I wasn’t just the person deciding which pile it went into; I was the only person alive who understood why it had been taken in the first place. If I threw it away, I was throwing away layers of emotion and association and identity. And if I kept it, well what then? The clutter of my childhood had never gone away; it had just been packed up to land smack-dab in my present, where I had to deal with it alone. Sure, I’d bought the place and chosen the paint colors and the fabric to reupholster dad’s favorite chairs, but suddenly, untenably, my space no longer felt all mine. I threw the Hefty bag in the trash and shoved the Photos & Stuff back in the hall closet.

A week later my friend Eva came over, and we pulled everything out of the hall closet, including Photos & Stuff (as well as a television remote I’d given up for gone and 40 years of Christmas ornaments and the backpack found in my brother’s car after he died). With Eva at my side, I opened a box with curiosity more than dread and handed her my brother’s obituary, my parents’ wedding invitation.

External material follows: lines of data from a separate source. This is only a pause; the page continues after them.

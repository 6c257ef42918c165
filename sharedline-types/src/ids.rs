//! Identifier types used throughout Shared Line.
//!
//! All identifiers are opaque strings as stored in the realtime store.
//! Ordering is plain lexicographic string ordering, which is what role
//! assignment and room tie-breaks rely on.

use crate::Error;
use crate::push_id::push_id;
use serde::{Deserialize, Serialize};
use std::fmt;
use std::str::FromStr;
use uuid::Uuid;

/// Identifier of a participant (one device's anonymous user id).
#[derive(Debug, Clone, PartialEq, Eq, PartialOrd, Ord, Hash, Serialize, Deserialize)]
#[serde(transparent)]
pub struct ParticipantId(String);

impl ParticipantId {
    /// Creates a fresh anonymous participant id.
    #[must_use]
    pub fn generate() -> Self {
        Self(Uuid::new_v4().simple().to_string())
    }

    /// Wraps an existing id.
    pub fn new(id: impl Into<String>) -> Self {
        Self(id.into())
    }

    /// Returns the id as a string slice.
    #[must_use]
    pub fn as_str(&self) -> &str {
        &self.0
    }

    /// Parses a participant id, rejecting empty strings and store path separators.
    pub fn parse(s: &str) -> Result<Self, Error> {
        validate_key(s)?;
        Ok(Self(s.to_string()))
    }
}

impl fmt::Display for ParticipantId {
    fn fmt(&self, f: &mut fmt::Formatter<'_>) -> fmt::Result {
        f.write_str(&self.0)
    }
}

impl FromStr for ParticipantId {
    type Err = Error;

    fn from_str(s: &str) -> Result<Self, Self::Err> {
        Self::parse(s)
    }
}

/// Code of a pairing room; doubles as the room's key under the rooms root.
#[derive(Debug, Clone, PartialEq, Eq, PartialOrd, Ord, Hash, Serialize, Deserialize)]
#[serde(transparent)]
pub struct RoomCode(String);

impl RoomCode {
    /// Allocates a new time-ordered room code.
    #[must_use]
    pub fn generate() -> Self {
        Self(push_id())
    }

    pub fn new(code: impl Into<String>) -> Self {
        Self(code.into())
    }

    #[must_use]
    pub fn as_str(&self) -> &str {
        &self.0
    }

    /// Parses a room code, rejecting empty strings and store path separators.
    pub fn parse(s: &str) -> Result<Self, Error> {
        validate_key(s)?;
        Ok(Self(s.to_string()))
    }
}

impl fmt::Display for RoomCode {
    fn fmt(&self, f: &mut fmt::Formatter<'_>) -> fmt::Result {
        f.write_str(&self.0)
    }
}

impl FromStr for RoomCode {
    type Err = Error;

    fn from_str(s: &str) -> Result<Self, Self::Err> {
        Self::parse(s)
    }
}

/// Key of a stroke record in the room's stroke collection.
///
/// Locally authored strokes allocate their key at creation time so the key
/// is known before the first upload completes.
#[derive(Debug, Clone, PartialEq, Eq, PartialOrd, Ord, Hash, Serialize, Deserialize)]
#[serde(transparent)]
pub struct StrokeKey(String);

impl StrokeKey {
    #[must_use]
    pub fn generate() -> Self {
        Self(push_id())
    }

    pub fn new(key: impl Into<String>) -> Self {
        Self(key.into())
    }

    #[must_use]
    pub fn as_str(&self) -> &str {
        &self.0
    }
}

impl fmt::Display for StrokeKey {
    fn fmt(&self, f: &mut fmt::Formatter<'_>) -> fmt::Result {
        f.write_str(&self.0)
    }
}

fn validate_key(s: &str) -> Result<(), Error> {
    if s.is_empty() || s.contains(['/', '.', '#', '$', '[', ']']) {
        return Err(Error::InvalidId(s.to_string()));
    }
    Ok(())
}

“Your brother was so handsome,” she said. I reached in again, lifting out a manila folder on which Mom had written my name; in it, she’d kept every clipping from every reading I’d ever given. And then my fingers brushed something furry: the needlepoint pillow reading “This Mess Is a Place.” I must have stashed it here that day I found it. Now I recalled it hanging from a cabinet door in my childhood kitchen. I held it up, making a face.

Eva met my eyes. She too had lost both parents. She too was the only surviving child.

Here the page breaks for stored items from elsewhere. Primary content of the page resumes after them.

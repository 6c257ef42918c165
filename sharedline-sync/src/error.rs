//! Error types for the sync layer.

use thiserror::Error;

/// Result type for sync operations.
pub type SyncResult<T> = Result<T, SyncError>;

/// Errors that can occur in sync operations.
#[derive(Debug, Error)]
pub enum SyncError {
    /// Store read or write failed.
    #[error("store error: {0}")]
    Store(String),

    /// Discovery transport failed.
    #[error("discovery error: {0}")]
    Discovery(String),

    /// Anchor service failed.
    #[error("anchor service error: {0}")]
    Anchor(#[from] AnchorError),

    /// Protocol error (malformed record or message).
    #[error("protocol error: {0}")]
    Protocol(String),

    /// Serialization error.
    #[error("serialization error: {0}")]
    Serialization(#[from] serde_json::Error),

    /// Operation needs a joined room.
    #[error("not in a room")]
    NotInRoom,

    /// Stroke has no geometry or anchor to upload.
    #[error("stroke has nothing to upload")]
    EmptyStroke,

    /// Channel closed.
    #[error("channel closed")]
    ChannelClosed,

    /// Store connection is offline.
    #[error("offline")]
    Offline,
}

/// Failures reported by the anchor-resolution service.
#[derive(Debug, Clone, PartialEq, Eq, Error)]
pub enum AnchorError {
    #[error("anchor session unavailable")]
    SessionUnavailable,

    #[error("hosting failed: {0}")]
    HostingFailed(String),

    #[error("resolve failed: {0}")]
    ResolveFailed(String),

    #[error("anchor operation cancelled")]
    Cancelled,
}
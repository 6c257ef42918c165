//! The pairing session state machine.
//!
//! [`PairingStateMachine`] is the single coordination context of a device.
//! Every input (user actions, connectivity changes, room signals, discovery
//! messages, anchor service results, timers) is applied by one `&mut self`
//! call at a time, so no state besides the upload queue is shared across
//! tasks. Async work (anchor hosting and resolving) runs on spawned tasks
//! whose results come back as [`SessionInput::Anchor`].
//!
//! The machine never blocks and never awaits store writes. Timers are plain
//! deadlines: the driver calls [`poll_timers`](PairingStateMachine::poll_timers)
//! when [`next_deadline`](PairingStateMachine::next_deadline) passes. Clearing
//! a deadline is all it takes to invalidate a timer.

use crate::anchor::{AnchorService, AnchorSession};
use crate::config::SessionConfig;
use crate::discovery::{DiscoveryEvent, DiscoveryHandle, DiscoveryTransport};
use crate::error::{AnchorError, SyncResult};
use crate::record::{ParticipantRecord, RoomAnnouncement};
use crate::room::{AnchorLoss, Role, RoomEvent, RoomSignal, RoomSynchronizer};
use crate::state::{ListenerId, PairingState, PairingStateHolder};
use crate::store::RealtimeStore;
use sharedline_stroke::Stroke;
use sharedline_types::{AnchorTransform, ParticipantId, RoomCode, StrokeKey, Timestamp};
use std::sync::Arc;
use tokio::sync::mpsc;
use tokio::time::Instant;
use tracing::{debug, info, warn};

/// External services a session talks to.
#[derive(Clone)]
pub struct Collaborators {
    pub store: Arc<dyn RealtimeStore>,
    pub discovery: Arc<dyn DiscoveryTransport>,
    pub anchors: Arc<dyn AnchorService>,
}

/// Something the user asked for.
#[derive(Debug, Clone)]
pub enum UserAction {
    BeginPairing,
    /// Both devices point at the same surface; carries the local transform
    /// the host will anchor.
    ReadyToSetAnchor(AnchorTransform),
    Retry,
    Cancel,
    UpdateStroke(Stroke),
    RemoveStroke(Stroke),
    ClearAllStrokes,
    ResumeRoom,
}

#[derive(Debug, Clone, Copy, PartialEq, Eq)]
pub enum Reachability {
    Reachable,
    Unreachable,
}

/// Result of an anchor service call.
#[derive(Debug, Clone)]
pub enum AnchorOutcome {
    Hosted(Result<String, AnchorError>),
    Resolved(Result<AnchorTransform, AnchorError>),
}

/// One input to the coordination loop.
#[derive(Debug, Clone)]
pub enum SessionInput {
    User(UserAction),
    Connectivity(Reachability),
    Room(RoomSignal),
    Discovery(DiscoveryEvent),
    /// `generation` identifies the anchor session the call was made on.
    Anchor {
        generation: u64,
        outcome: AnchorOutcome,
    },
    /// Stops the driver loop.
    Shutdown,
}

/// Output for the presentation layer besides state changes.
#[derive(Debug, Clone)]
pub enum SessionEvent {
    StrokeAdded(Stroke),
    StrokeUpdated(Stroke),
    StrokeRemoved(StrokeKey),
    /// A local stroke is gone from the room and should be discarded.
    LocalStrokeRemoved(StrokeKey),
    /// The shared anchor is established at this local transform.
    AnchorResolved(AnchorTransform),
}

/// Pairing and sync coordinator for one device.
pub struct PairingStateMachine {
    config: SessionConfig,
    collaborators: Collaborators,
    room: RoomSynchronizer,
    state: PairingStateHolder,
    events: mpsc::UnboundedSender<SessionEvent>,

    inputs_tx: mpsc::UnboundedSender<SessionInput>,
    inputs_rx: mpsc::UnboundedReceiver<SessionInput>,
    discovery_tx: mpsc::UnboundedSender<DiscoveryEvent>,
    discovery_rx: mpsc::UnboundedReceiver<DiscoveryEvent>,
    publication: Option<DiscoveryHandle>,
    discovery_subscription: Option<DiscoveryHandle>,

    discovery_deadline: Option<Instant>,
    pairing_deadline: Option<Instant>,

    anchor_session: Option<Arc<dyn AnchorSession>>,
    generation: u64,

    reachable: bool,
    partner: Option<ParticipantId>,
    partner_ready: bool,
    local_ready: bool,
    local_transform: AnchorTransform,
    hosted: bool,
    manual_resolve: bool,
    last_anchor_id: Option<String>,
}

“I have my father’s polyester pajamas,” she said. “I can’t bear to throw them out, but what are you supposed to do with blue polyester pajamas? They were the last thing he wore before he went to the hospital.”

I looked around the room as if for the first time. Not the way I saw it when the real estate broker showed it to me, but with the boxes finally cleared away. My mother would never see how good her farm table looked on my new rug, but there it sat. My father had never climbed the stairs to exclaim, “This is wonderful, honey,” although I’d heard his voice say that many times. My brother would never stand by my side on the deck, pointing at the north tower of the Golden Gate Bridge and explaining just how he made it to the top.

“Come to Colorado next summer,” Eva said. She and her husband had recently bought an adobe farmhouse in the mountains. “Bring your photos. I’ve got my mother’s. We’ll go through them. We’ll tell each other the stories.”